Announcing: 2016 Found Object Poem Project

Hey, Writerly Friends. February is almost here. You know what that means. It’s time for our annual daily writing workout!51HTeL6-L9L

For the past three years — in order to practice writing and give something back to others during my birthday month — my blog has hosted a big poetry project.

In 2013, I wrote every day in response to vintage postcards. (Find the list of postcard poems here.)

In 2014, over a dozen poets joined me for the project. We all wrote in response to Pantone paint colors. (Find the list of Pantone poems here.)

2015’s project was writing in response to sounds. Fourteen writers participated and we wrote 177 original poems. (Find the list of sound poems here.)

baby in the woods

“Doll.” Found in a tree stump at Squam Lake, NH.

Since our past projects have focused on visual and auditory prompts, let’s go multi-sensory this year. Our 2015 theme is FOUND OBJECTS. For the next several weeks, please send in photographs of found objects to use as our writing prompts.
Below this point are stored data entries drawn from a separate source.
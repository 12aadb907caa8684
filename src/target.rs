//! Target selection and driver bring-up
//!
//! Commands run the real driver against a simulated controller backed by an
//! image file. The target string selects the controller: it can be just the
//! part family (e.g., "ftfe") or include simulator options
//! (e.g., "ftfe:flexram=eeprom,busy=4").

use kinflash_core::{DriverOptions, FlashGeometry, InternalFlash};
use kinflash_sim::{image, SimConfig, SimController};
use std::path::Path;

/// Information about a supported target
pub struct TargetInfo {
    /// Name used on the command line
    pub name: &'static str,
    /// Alternative names
    pub aliases: &'static [&'static str],
    /// Short description
    pub description: &'static str,
}

/// Supported targets
pub const TARGETS: &[TargetInfo] = &[
    TargetInfo {
        name: "ftfl",
        aliases: &[],
        description: "FTFL controller, 512 KB flash, 2 KB sectors, long-word programming",
    },
    TargetInfo {
        name: "ftfe",
        aliases: &["k64"],
        description: "FTFE controller (MK64FN1M0), 1 MB flash, 4 KB sectors, phrase programming",
    },
];

/// Parse a target string into name and options
///
/// Format: "name" or "name:option1=value1,option2=value2"
pub fn parse_target_string(s: &str) -> (&str, Vec<(&str, &str)>) {
    if let Some((name, opts)) = s.split_once(':') {
        let options: Vec<_> = opts
            .split(',')
            .filter_map(|opt| opt.split_once('='))
            .collect();
        (name, options)
    } else {
        (s, Vec::new())
    }
}

/// Parse `key=value` driver options
pub fn parse_driver_options(options: &[String]) -> Result<DriverOptions, Box<dyn std::error::Error>> {
    let pairs: Vec<(&str, &str)> = options
        .iter()
        .filter_map(|opt| {
            let pair = opt.split_once('=');
            if pair.is_none() {
                log::warn!("Ignoring driver option without value: {}", opt);
            }
            pair
        })
        .collect();

    DriverOptions::from_options(&pairs).map_err(|e| e.to_string().into())
}

/// Build the simulator configuration for a target string
pub fn sim_config(target: &str) -> Result<SimConfig, Box<dyn std::error::Error>> {
    let (name, options) = parse_target_string(target);

    let geometry = FlashGeometry::preset(name).ok_or_else(|| unknown_target_error(name))?;
    let mut config = SimConfig::from_options(&options)?;
    if !options.iter().any(|(key, _)| *key == "preset") {
        config.geometry = geometry;
    }

    Ok(config)
}

/// Execute a function with an initialised driver
///
/// The image is loaded (or created blank), the driver is brought up on the
/// simulated controller and, if `save` is set, the resulting flash state is
/// written back after `f` returns successfully.
pub fn with_flash<F>(
    target: &str,
    image_path: &Path,
    driver_options: &[String],
    save: bool,
    f: F,
) -> Result<(), Box<dyn std::error::Error>>
where
    F: FnOnce(&mut InternalFlash<SimController>) -> Result<(), Box<dyn std::error::Error>>,
{
    let config = sim_config(target)?;
    let options = parse_driver_options(driver_options)?;
    let geometry = config.geometry.clone();

    log::info!("Opening {} image {}", target, image_path.display());
    let sim = image::load(image_path, config)?;

    let mut flash = InternalFlash::init(sim, geometry, options)
        .map_err(|e| format!("Failed to initialize flash driver: {}", e))?;

    f(&mut flash)?;

    if save {
        image::save(&flash.into_inner(), image_path)?;
    }

    Ok(())
}

fn unknown_target_error(name: &str) -> Box<dyn std::error::Error> {
    let mut msg = format!("Unknown target: {}\n\nAvailable targets:\n", name);
    for t in TARGETS {
        msg.push_str(&format!("  {:6} - {}\n", t.name, t.description));
    }
    msg.into()
}

#[cfg(test)]
mod tests {
    use super::*;

    #[test]
    fn test_parse_target_string() {
        assert_eq!(parse_target_string("ftfl"), ("ftfl", vec![]));
        assert_eq!(
            parse_target_string("ftfe:busy=0,flexram=eeprom"),
            ("ftfe", vec![("busy", "0"), ("flexram", "eeprom")])
        );
    }

    #[test]
    fn test_sim_config() {
        let config = sim_config("k64:busy=0").unwrap();
        assert_eq!(config.geometry, FlashGeometry::ftfe());
        assert_eq!(config.busy_polls, 0);
        assert!(sim_config("stm32").is_err());
    }

    #[test]
    fn test_driver_options() {
        let opts = parse_driver_options(&["poll=10".to_string(), "bogus".to_string()]).unwrap();
        assert_eq!(opts.poll.program, 10);
        assert!(parse_driver_options(&["poll=0".to_string()]).is_err());
    }
}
We’ll need 29 of them — it’s leap year.

Every Friday throughout February, I will post a week’s worth of found objects. No context will be shared until the poems are posted. You are invited to write in response to the object (see suggested writing prompts below).

I’ll post our poems and other written responses every day in February, or at least several times a week. Whoever shares the most poems this month will win a prize!
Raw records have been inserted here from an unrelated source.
/// Data flash partition codes read from the program flash IFR
#[derive(Debug, Clone, Copy, PartialEq, Eq)]
pub struct PartitionInfo {
    /// EEPROM data set size byte (IFR 0x8000FC)
    pub eeprom_size: u8,
    /// FlexNVM partition byte (IFR 0x8000FD)
    pub partition: u8,
}

impl PartitionInfo {
    /// EEESIZE code
    pub fn eeprom_size_code(&self) -> u8 {
        self.eeprom_size & 0x0F
    }

    /// DEPART code
    pub fn partition_code(&self) -> u8 {
        self.partition & 0x0F
    }

    /// Returns true if Program Partition has ever been run on this part
    pub fn is_partitioned(&self) -> bool {
        self.partition != 0xFF
    }
}

/// Driver for the Kinetis FTFL/FTFE internal flash
pub struct InternalFlash<H> {
    exec: CommandExecutor<H>,
    geometry: FlashGeometry,
    options: DriverOptions,
}
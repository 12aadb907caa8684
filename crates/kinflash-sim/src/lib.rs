//! kinflash-sim - Simulated Kinetis flash controller
//!
//! This crate provides a register-level model of the FTFL/FTFE flash memory
//! module. It implements [`kinflash_core::FlashHardware`], so the real driver
//! can be exercised on the host, and can persist its state to image files
//! for offline provisioning.

pub mod config;
pub mod controller;
pub mod error;
pub mod image;

#[cfg(test)]
mod tests;

pub use config::{FlexRamMode, SimConfig};
pub use controller::SimController;
pub use error::{Result, SimError};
IMPORTANT NOTE FOR PROJECT NEWBIES: The point of this exercise is to practice the habit of writing regularly, even if it’s just for one month. I post the responses as they are sent in so that we can focus on generating ideas, rather than on polishing for publication.

I’ll post more instructions at the end of January. For now, send in those found objects!
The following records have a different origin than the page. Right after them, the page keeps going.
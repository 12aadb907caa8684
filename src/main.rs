//! kinflash - Kinetis internal flash provisioning tool
//!
//! Drives the FTFL/FTFE flash controller through the `kinflash-core` driver.
//!
//! # Architecture
//!
//! Every command brings up an [`kinflash_core::InternalFlash`] on a
//! controller and then runs generic operations against it. The controller
//! here is the register-level simulator from `kinflash-sim`, backed by an
//! image file, so flash contents and program-once records persist between
//! invocations:
//! - **Read-only commands** (info, read, verify, hw-rev show, once) leave the
//!   image untouched
//! - **Mutating commands** (write, erase, hw-rev set, flexram) save the
//!   image and its `.once` sidecar after the command succeeds

mod cli;
mod commands;
mod target;

use clap::Parser;
use cli::{Cli, Commands, HwRevCommands};
use target::with_flash;

fn main() -> Result<(), Box<dyn std::error::Error>> {
    // Initialize logger
    env_logger::Builder::from_env(env_logger::Env::default().default_filter_or("info")).init();

    let cli = Cli::parse();

    // Set log level based on verbosity
    match cli.verbose {
        0 => {} // default (info)
        1 => log::set_max_level(log::LevelFilter::Debug),
        _ => log::set_max_level(log::LevelFilter::Trace),
    }

    match cli.command {
        Commands::Info { target } => {
            with_flash(&target.target, &target.image, &target.options, false, |flash| {
                commands::info::run_info(flash)
            })
        }
        Commands::Read {
            target,
            output,
            start,
            length,
        } => with_flash(&target.target, &target.image, &target.options, false, |flash| {
            commands::read::run_read(flash, &output, start, length)
        }),
        Commands::Write {
            target,
            input,
            start,
            no_verify,
            no_erase,
        } => with_flash(&target.target, &target.image, &target.options, true, |flash| {
            commands::write::run_write(flash, &input, start, !no_verify, no_erase)
        }),
        Commands::Erase {
            target,
            start,
            length,
            block,
        } => with_flash(&target.target, &target.image, &target.options, true, |flash| {
            commands::erase::run_erase(flash, start, length, block)
        }),
        Commands::Verify {
            target,
            input,
            start,
        } => with_flash(&target.target, &target.image, &target.options, false, |flash| {
            commands::verify::run_verify(flash, &input, start)
        }),
        Commands::HwRev(subcmd) => match subcmd {
            HwRevCommands::Show { target } => {
                with_flash(&target.target, &target.image, &target.options, false, |flash| {
                    commands::hwrev::cmd_show(flash)
                })
            }
            HwRevCommands::Set { target, revision } => {
                with_flash(&target.target, &target.image, &target.options, true, |flash| {
                    commands::hwrev::cmd_set(flash, &revision)
                })
            }
        },
        Commands::Once { target, index } => {
            with_flash(&target.target, &target.image, &target.options, false, |flash| {
                commands::info::run_once(flash, index)
            })
        }
        Commands::Flexram { target, function } => {
            with_flash(&target.target, &target.image, &target.options, true, |flash| {
                commands::flexram::run_flexram(flash, function)
            })
        }
        Commands::ListTargets => {
            commands::list_targets();
            Ok(())
        }
    }
}
//! Write command implementation

use indicatif::{ProgressBar, ProgressStyle};
use kinflash_core::{FlashHardware, InternalFlash};
use std::fs::File;
use std::io::Read;
use std::path::Path;

use super::erase::erase_sectors_with_progress;
use super::verify::verify_flash_with_progress;

/// Run the write command
pub fn run_write<H: FlashHardware>(
    flash: &mut InternalFlash<H>,
    input: &Path,
    start: u32,
    do_verify: bool,
    no_erase: bool,
) -> Result<(), Box<dyn std::error::Error>> {
    let mut file = File::open(input)?;
    let mut data = Vec::new();
    file.read_to_end(&mut data)?;

    println!("Read {} bytes from {:?}", data.len(), input);

    if data.is_empty() {
        return Err("Input file is empty".into());
    }

    // Pad to the programming unit with erased bytes
    let unit = flash.geometry().word_unit() as usize;
    if data.len() % unit != 0 {
        let padded = data.len().next_multiple_of(unit);
        log::info!("Padding image from {} to {} bytes", data.len(), padded);
        data.resize(padded, 0xFF);
    }

    if !flash.geometry().contains(start, data.len()) {
        return Err(format!(
            "Image ({} bytes at 0x{:08X}) does not fit in flash ({} bytes)",
            data.len(),
            start,
            flash.geometry().flash_size
        )
        .into());
    }

    if !no_erase {
        let sector_size = flash.geometry().sector_size;
        let first = flash.geometry().sector_start(start);
        let end = (start + data.len() as u32).next_multiple_of(sector_size);
        erase_sectors_with_progress(flash, first, end - first)?;
    }

    let written = write_flash_with_progress(flash, start, &data)?;
    println!("Wrote {} bytes at 0x{:08X}", written, start);

    if do_verify {
        verify_flash_with_progress(flash, start, &data)?;
        println!("Verification passed!");
    }

    Ok(())
}

/// Program `data` at `start` one sector-sized chunk at a time
///
/// Chunks that are entirely 0xFF are skipped. Returns the number of bytes
/// actually programmed.
pub fn write_flash_with_progress<H: FlashHardware>(
    flash: &mut InternalFlash<H>,
    start: u32,
    data: &[u8],
) -> Result<usize, Box<dyn std::error::Error>> {
    let chunk_size = flash.geometry().sector_size as usize;

    let pb = ProgressBar::new(data.len() as u64);
    pb.set_style(
        ProgressStyle::default_bar()
            .template("{spinner:.green} [{elapsed_precise}] [{bar:40.cyan/blue}] {bytes}/{total_bytes} ({bytes_per_sec}, {eta}) Writing")?
            .progress_chars("#>-"),
    );

    let mut written = 0usize;
    let mut offset = 0usize;
    while offset < data.len() {
        // Keep chunks inside one sector so progress follows the erase layout
        let addr = start + offset as u32;
        let to_boundary = chunk_size - (addr as usize % chunk_size);
        let len = to_boundary.min(data.len() - offset);
        let chunk = &data[offset..offset + len];

        if chunk.iter().any(|&b| b != 0xFF) {
            flash
                .program(addr, chunk)
                .map_err(|e| format!("Programming 0x{:08X} failed: {}", addr, e))?;
            written += len;
        }

        offset += len;
        pb.set_position(offset as u64);
    }

    pb.finish_with_message("Write complete");
    Ok(written)
}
How do you respond in writing to a found object?

As a poet and editor, I often see poems that begin with a visual image. Let’s stretch and use our five senses as a point of entry this time. What does the object look, smell, sound, feel, and taste like to you? Try using a non-visual image in your poem’s first line.

Here are some other ideas:

  • What is the object’s backstory?
  • Build a setting: Where might this object be found?
  • Write a persona poem in the voice of the object.

Prose writers, you are welcome to join us. Use the found objects to create a 100-250 word writing sprint. Are you working on a novel? How would your protagonist react to finding this object?

2014-05-23 21.08.37 (1)

Is it me, or were the Cracker Jack prizes better when we were kids?